◆ Exercise brief
Every line of the data needs to be returned exactly.

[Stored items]
*****
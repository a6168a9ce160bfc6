//! Student participation model

use chrono::{DateTime, Utc};
use serde::{Deserialize, Serialize};
use sqlx::FromRow;

use crate::utils::errors::ValidationError;
use crate::utils::helpers::{mean, percentage};
use crate::utils::validation::check_range;

pub const MIN_SCORE: f64 = 0.0;
pub const MAX_SCORE: f64 = 100.0;

/// One student's engagement with one activity.
///
/// The activity and student references are fixed at construction. The
/// participation date is stamped the first time `participated` becomes true
/// and is never overwritten afterwards.
#[derive(Debug, Clone, PartialEq, Serialize, Deserialize, FromRow)]
pub struct Participation {
    id: Option<i64>,
    activity_id: i64,
    student_id: i64,
    participated: bool,
    score: Option<f64>,
    pub feedback: Option<String>,
    participation_date: Option<DateTime<Utc>>,
}

impl Participation {
    pub fn new(activity_id: i64, student_id: i64) -> Self {
        Self {
            id: None,
            activity_id,
            student_id,
            participated: false,
            score: None,
            feedback: None,
            participation_date: None,
        }
    }

    pub fn id(&self) -> Option<i64> {
        self.id
    }

    pub fn activity_id(&self) -> i64 {
        self.activity_id
    }

    pub fn student_id(&self) -> i64 {
        self.student_id
    }

    pub fn participated(&self) -> bool {
        self.participated
    }

    pub fn score(&self) -> Option<f64> {
        self.score
    }

    pub fn participation_date(&self) -> Option<DateTime<Utc>> {
        self.participation_date
    }

    pub fn set_participated(&mut self, participated: bool) {
        self.participated = participated;
        if participated && self.participation_date.is_none() {
            self.participation_date = Some(Utc::now());
        }
    }

    /// Set or clear the score; values outside [0, 100] are rejected
    pub fn set_score(&mut self, score: Option<f64>) -> Result<(), ValidationError> {
        if let Some(value) = score {
            check_range("score", value, MIN_SCORE, MAX_SCORE)?;
        }
        self.score = score;
        Ok(())
    }

    pub fn validate(&self) -> Result<(), ValidationError> {
        match self.score {
            Some(value) => check_range("score", value, MIN_SCORE, MAX_SCORE),
            None => Ok(()),
        }
    }
}

/// Participating records over all records, as a percentage
pub fn participation_rate(records: &[Participation]) -> f64 {
    let participating = records.iter().filter(|p| p.participated).count();
    percentage(participating, records.len())
}

/// Mean of every non-null score, whether or not the student participated
pub fn average_score(records: &[Participation]) -> f64 {
    mean(records.iter().filter_map(|p| p.score))
}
*****
◆ Task response
repository a6168a9ce160bfc6
//! Student participation model

use chrono::{DateTime, Utc};
use serde::{Deserialize, Serialize};
use sqlx::FromRow;

use crate::utils::errors::ValidationError;
use crate::utils::helpers::{mean, percentage};
use crate::utils::validation::check_range;

pub const MIN_SCORE: f64 = 0.0;
pub const MAX_SCORE: f64 = 100.0;

/// One student's engagement with one activity.
///
/// The activity and student references are fixed at construction. The
/// participation date is stamped the first time `participated` becomes true
/// and is never overwritten afterwards.
#[derive(Debug, Clone, PartialEq, Serialize, Deserialize, FromRow)]
pub struct Participation {
    id: Option<i64>,
    activity_id: i64,
    student_id: i64,
    participated: bool,
    score: Option<f64>,
    pub feedback: Option<String>,
    participation_date: Option<DateTime<Utc>>,
}

impl Participation {
    pub fn new(activity_id: i64, student_id: i64) -> Self {
        Self {
            id: None,
            activity_id,
            student_id,
            participated: false,
            score: None,
            feedback: None,
            participation_date: None,
        }
    }

    pub fn id(&self) -> Option<i64> {
        self.id
    }

    pub fn activity_id(&self) -> i64 {
        self.activity_id
    }

    pub fn student_id(&self) -> i64 {
        self.student_id
    }

    pub fn participated(&self) -> bool {
        self.participated
    }

    pub fn score(&self) -> Option<f64> {
        self.score
    }

    pub fn participation_date(&self) -> Option<DateTime<Utc>> {
        self.participation_date
    }

    pub fn set_participated(&mut self, participated: bool) {
        self.participated = participated;
        if participated && self.participation_date.is_none() {
            self.participation_date = Some(Utc::now());
        }
    }

    /// Set or clear the score; values outside [0, 100] are rejected
    pub fn set_score(&mut self, score: Option<f64>) -> Result<(), ValidationError> {
        if let Some(value) = score {
            check_range("score", value, MIN_SCORE, MAX_SCORE)?;
        }
        self.score = score;
        Ok(())
    }

    pub fn validate(&self) -> Result<(), ValidationError> {
        match self.score {
            Some(value) => check_range("score", value, MIN_SCORE, MAX_SCORE),
            None => Ok(()),
        }
    }
}

/// Participating records over all records, as a percentage
pub fn participation_rate(records: &[Participation]) -> f64 {
    let participating = records.iter().filter(|p| p.participated).count();
    percentage(participating, records.len())
}

/// Mean of every non-null score, whether or not the student participated
pub fn average_score(records: &[Participation]) -> f64 {
    mean(records.iter().filter_map(|p| p.score))
}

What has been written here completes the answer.